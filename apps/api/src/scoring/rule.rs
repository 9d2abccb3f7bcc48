//! Rule-based match scoring: a deterministic weighted sum over
//! (profile, posting). Pure functions of their inputs — same profile and
//! posting always produce the same score.

use once_cell::sync::Lazy;
use regex::Regex;

use crate::models::profile::format_career_duration;
use crate::models::{ExperienceTier, JobPosting, Recommendation, UserProfile};

const BASE_SCORE: i32 = 50;

/// "경력 N년 이상" style requirements in the posting's free-text field.
static REQUIRED_YEARS_RE: Lazy<Regex> = Lazy::new(|| Regex::new(r"(\d+)년").unwrap());

/// Majors treated as technical for the +10 heuristic.
const TECH_MAJOR_KEYWORDS: &[&str] = &["컴퓨터", "소프트웨어", "정보", "it", "전산", "데이터"];

/// Keywords counted for career/posting overlap, +5 each.
const CAREER_RELEVANCE_KEYWORDS: &[&str] =
    &["개발", "엔지니어", "프론트", "백엔드", "풀스택", "데이터", "ai", "ml"];

/// Weighted match score in 0..=100.
pub fn calculate_match_score(profile: &UserProfile, job: &JobPosting) -> u8 {
    let mut score = BASE_SCORE;

    let is_junior_job =
        job.experience_level.contains("신입") || job.experience_level.contains("무관");
    let is_experienced_job = job.experience_level.contains("경력");
    let career_years = profile.total_career_months() as f64 / 12.0;

    if profile.experience_level == ExperienceTier::Junior && is_junior_job {
        score += 20;
    } else if profile.experience_level == ExperienceTier::Experienced && is_experienced_job {
        score += 15;

        match required_years(&job.experience_level) {
            Some(required) => {
                if career_years >= required {
                    score += 10;
                } else if career_years >= required * 0.7 {
                    score += 5;
                }
            }
            // No explicit year requirement stated.
            None => score += 5,
        }
    } else if job.experience_level.contains("신입/경력") {
        score += 15;
    }

    let requires_four_year =
        job.education.contains("4년") || job.education.contains("대졸");
    let education_flexible =
        job.education.contains("무관") || job.education.contains("2~3년");
    if profile.is_four_year_univ && requires_four_year {
        score += 10;
    } else if education_flexible {
        score += 10;
    }

    score += matched_certifications(profile, job).len() as i32 * 10;

    let major_lower = profile.major.to_lowercase();
    if TECH_MAJOR_KEYWORDS.iter().any(|kw| major_lower.contains(kw)) {
        score += 10;
    }

    score += career_keyword_overlap(profile, job) as i32 * 5;

    score.clamp(0, 100) as u8
}

/// Human-readable reasons matching the score components.
pub fn match_reasons(profile: &UserProfile, job: &JobPosting) -> Vec<String> {
    let mut reasons = Vec::new();

    let is_junior_job =
        job.experience_level.contains("신입") || job.experience_level.contains("무관");
    let career_months = profile.total_career_months();

    if profile.experience_level == ExperienceTier::Junior && is_junior_job {
        reasons.push("신입 지원 가능".to_string());
    } else if profile.experience_level == ExperienceTier::Experienced && career_months > 0 {
        reasons.push(format!("경력 {}", format_career_duration(career_months)));
    }

    if profile.is_four_year_univ
        && (job.education.contains("4년") || job.education.contains("대졸"))
    {
        reasons.push("학력 조건 충족".to_string());
    }

    if let Some(name) = &profile.university_name {
        reasons.push(name.clone());
    }

    let certs = matched_certifications(profile, job);
    if !certs.is_empty() {
        reasons.push(format!("자격증 일치: {}", certs.join(", ")));
    }

    if let Some(company) = related_prior_company(profile, job) {
        reasons.push(format!("관련 경력: {company}"));
    }

    reasons
}

/// Scores and sorts the whole batch, highest first. Sort is stable, so
/// equal scores keep their aggregation order.
pub fn rank_jobs(profile: &UserProfile, jobs: &[JobPosting]) -> Vec<Recommendation> {
    let mut recommendations: Vec<Recommendation> = jobs
        .iter()
        .map(|job| Recommendation {
            match_score: calculate_match_score(profile, job),
            match_reasons: match_reasons(profile, job),
            job_posting: job.clone(),
        })
        .collect();

    recommendations.sort_by(|a, b| b.match_score.cmp(&a.match_score));
    recommendations
}

fn required_years(experience_level: &str) -> Option<f64> {
    REQUIRED_YEARS_RE
        .captures(experience_level)
        .and_then(|caps| caps[1].parse::<f64>().ok())
}

/// Certifications fuzzy-matched against posting skills: bidirectional
/// case-insensitive substring.
fn matched_certifications<'a>(profile: &'a UserProfile, job: &JobPosting) -> Vec<&'a str> {
    profile
        .certifications
        .iter()
        .filter(|cert| {
            let cert_lower = cert.to_lowercase();
            job.skills.iter().any(|skill| {
                let skill_lower = skill.to_lowercase();
                skill_lower.contains(&cert_lower) || cert_lower.contains(&skill_lower)
            })
        })
        .map(String::as_str)
        .collect()
}

fn career_keyword_overlap(profile: &UserProfile, job: &JobPosting) -> usize {
    let Some(history) = &profile.career_history else {
        return 0;
    };
    if history.is_empty() {
        return 0;
    }

    let career_text = history
        .iter()
        .map(|c| {
            format!("{} {}", c.position, c.description.as_deref().unwrap_or(""))
                .to_lowercase()
        })
        .collect::<Vec<_>>()
        .join(" ");
    let job_text = format!("{} {}", job.title, job.summary).to_lowercase();

    CAREER_RELEVANCE_KEYWORDS
        .iter()
        .filter(|kw| career_text.contains(*kw) && job_text.contains(*kw))
        .count()
}

/// First prior company whose position shares a word with the posting title.
fn related_prior_company(profile: &UserProfile, job: &JobPosting) -> Option<String> {
    let history = profile.career_history.as_ref()?;
    let title_lower = job.title.to_lowercase();

    history
        .iter()
        .find(|c| {
            c.position
                .to_lowercase()
                .split_whitespace()
                .any(|word| title_lower.contains(word))
        })
        .map(|c| c.company.clone())
}

#[cfg(test)]
mod tests {
    use super::*;
    use crate::models::CareerHistory;

    fn junior_profile() -> UserProfile {
        UserProfile {
            id: "u1".to_string(),
            experience_level: ExperienceTier::Junior,
            is_four_year_univ: false,
            university_region: None,
            university_name: None,
            major: "점성술학".to_string(),
            certifications: vec![],
            career_history: None,
        }
    }

    fn experienced_profile(years: u32) -> UserProfile {
        let start_year = 2024 - years as i32;
        UserProfile {
            id: "u2".to_string(),
            experience_level: ExperienceTier::Experienced,
            is_four_year_univ: true,
            university_region: None,
            university_name: None,
            major: "컴퓨터공학".to_string(),
            certifications: vec!["정보처리기사".to_string()],
            career_history: Some(vec![CareerHistory {
                company: "이전회사".to_string(),
                position: "백엔드 개발자".to_string(),
                start_date: format!("{start_year}-01"),
                end_date: "2024-01".to_string(),
                description: None,
            }]),
        }
    }

    fn posting(experience_level: &str, education: &str, skills: &[&str]) -> JobPosting {
        JobPosting {
            id: "p1".to_string(),
            title: "백엔드 개발자".to_string(),
            company: "회사".to_string(),
            location: "서울".to_string(),
            experience_level: experience_level.to_string(),
            education: education.to_string(),
            skills: skills.iter().map(|s| s.to_string()).collect(),
            salary: String::new(),
            deadline: String::new(),
            url: String::new(),
            source: "test".to_string(),
            summary: "서버 개발".to_string(),
            created_at: String::new(),
        }
    }

    #[test]
    fn test_junior_vs_newcomer_posting_scores_at_least_70() {
        // 50 base + 20 tier match, independent of every other field.
        let score = calculate_match_score(&junior_profile(), &posting("신입", "", &[]));
        assert!(score >= 70, "expected >= 70, got {score}");
    }

    #[test]
    fn test_score_clamped_to_100() {
        let mut profile = experienced_profile(10);
        profile.certifications = vec![
            "정보처리기사".to_string(),
            "SQLD".to_string(),
            "리눅스마스터".to_string(),
        ];
        let job = posting(
            "경력 3년 이상",
            "대졸(4년) 이상",
            &["정보처리기사", "SQLD", "리눅스마스터", "AWS"],
        );
        assert_eq!(calculate_match_score(&profile, &job), 100);
    }

    #[test]
    fn test_score_is_deterministic() {
        let profile = experienced_profile(5);
        let job = posting("경력 3년 이상", "대졸(4년) 이상", &["정보처리기사"]);
        assert_eq!(
            calculate_match_score(&profile, &job),
            calculate_match_score(&profile, &job)
        );
    }

    #[test]
    fn test_experienced_year_requirement_met_adds_ten() {
        let met = calculate_match_score(&experienced_profile(5), &posting("경력 3년 이상", "", &[]));
        let unmet =
            calculate_match_score(&experienced_profile(1), &posting("경력 3년 이상", "", &[]));
        assert_eq!(met - unmet, 10);
    }

    #[test]
    fn test_experienced_year_requirement_close_adds_five() {
        // 2.5 of 3 required years is within the 70% proximity band.
        let mut close = experienced_profile(0);
        close.career_history = Some(vec![CareerHistory {
            company: "이전회사".to_string(),
            position: "백엔드 개발자".to_string(),
            start_date: "2021-07".to_string(),
            end_date: "2024-01".to_string(),
            description: None,
        }]);
        let unmet =
            calculate_match_score(&experienced_profile(1), &posting("경력 3년 이상", "", &[]));
        let near = calculate_match_score(&close, &posting("경력 3년 이상", "", &[]));
        assert_eq!(near - unmet, 5);
    }

    #[test]
    fn test_open_tier_posting_scores_higher() {
        let without = calculate_match_score(&junior_profile(), &posting("경력 5년", "", &[]));
        let with = calculate_match_score(&junior_profile(), &posting("신입/경력", "", &[]));
        // 신입/경력 also matches the junior branch (+20), which dominates.
        assert!(with > without);
    }

    #[test]
    fn test_flexible_education_adds_ten() {
        let strict = calculate_match_score(&junior_profile(), &posting("신입", "석사 이상", &[]));
        let flexible =
            calculate_match_score(&junior_profile(), &posting("신입", "학력무관", &[]));
        assert_eq!(flexible - strict, 10);
    }

    #[test]
    fn test_certification_match_adds_ten_each() {
        let profile = junior_profile();
        let mut with_certs = profile.clone();
        with_certs.certifications = vec!["SQLD".to_string(), "정보처리기사".to_string()];
        let job = posting("신입", "", &["SQLD", "정보처리기사"]);
        assert_eq!(
            calculate_match_score(&with_certs, &job) - calculate_match_score(&profile, &job),
            20
        );
    }

    #[test]
    fn test_tech_major_adds_ten() {
        let mut tech = junior_profile();
        tech.major = "컴퓨터공학".to_string();
        let job = posting("신입", "", &[]);
        assert_eq!(
            calculate_match_score(&tech, &job) - calculate_match_score(&junior_profile(), &job),
            10
        );
    }

    #[test]
    fn test_reasons_for_junior_match() {
        let reasons = match_reasons(&junior_profile(), &posting("신입", "", &[]));
        assert!(reasons.contains(&"신입 지원 가능".to_string()));
    }

    #[test]
    fn test_reasons_include_career_duration_and_related_company() {
        let reasons = match_reasons(&experienced_profile(3), &posting("경력 3년", "", &[]));
        assert!(reasons.iter().any(|r| r.starts_with("경력 ")));
        assert!(reasons.contains(&"관련 경력: 이전회사".to_string()));
    }

    #[test]
    fn test_rank_jobs_sorts_descending() {
        let jobs = vec![posting("경력 5년", "석사 이상", &[]), posting("신입", "학력무관", &[])];
        let ranked = rank_jobs(&junior_profile(), &jobs);
        assert!(ranked[0].match_score >= ranked[1].match_score);
        assert_eq!(ranked[0].job_posting.experience_level, "신입");
    }
}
━━━━━━━━
EXERCISE INSTRUCTIONS: Filter by the word "ranked": copy every line of the data that holds it.

SOLUTION FOR THIS EXERCISE:
        let ranked = rank_jobs(&junior_profile(), &jobs);
        assert!(ranked[0].match_score >= ranked[1].match_score);
        assert_eq!(ranked[0].job_posting.experience_level, "신입");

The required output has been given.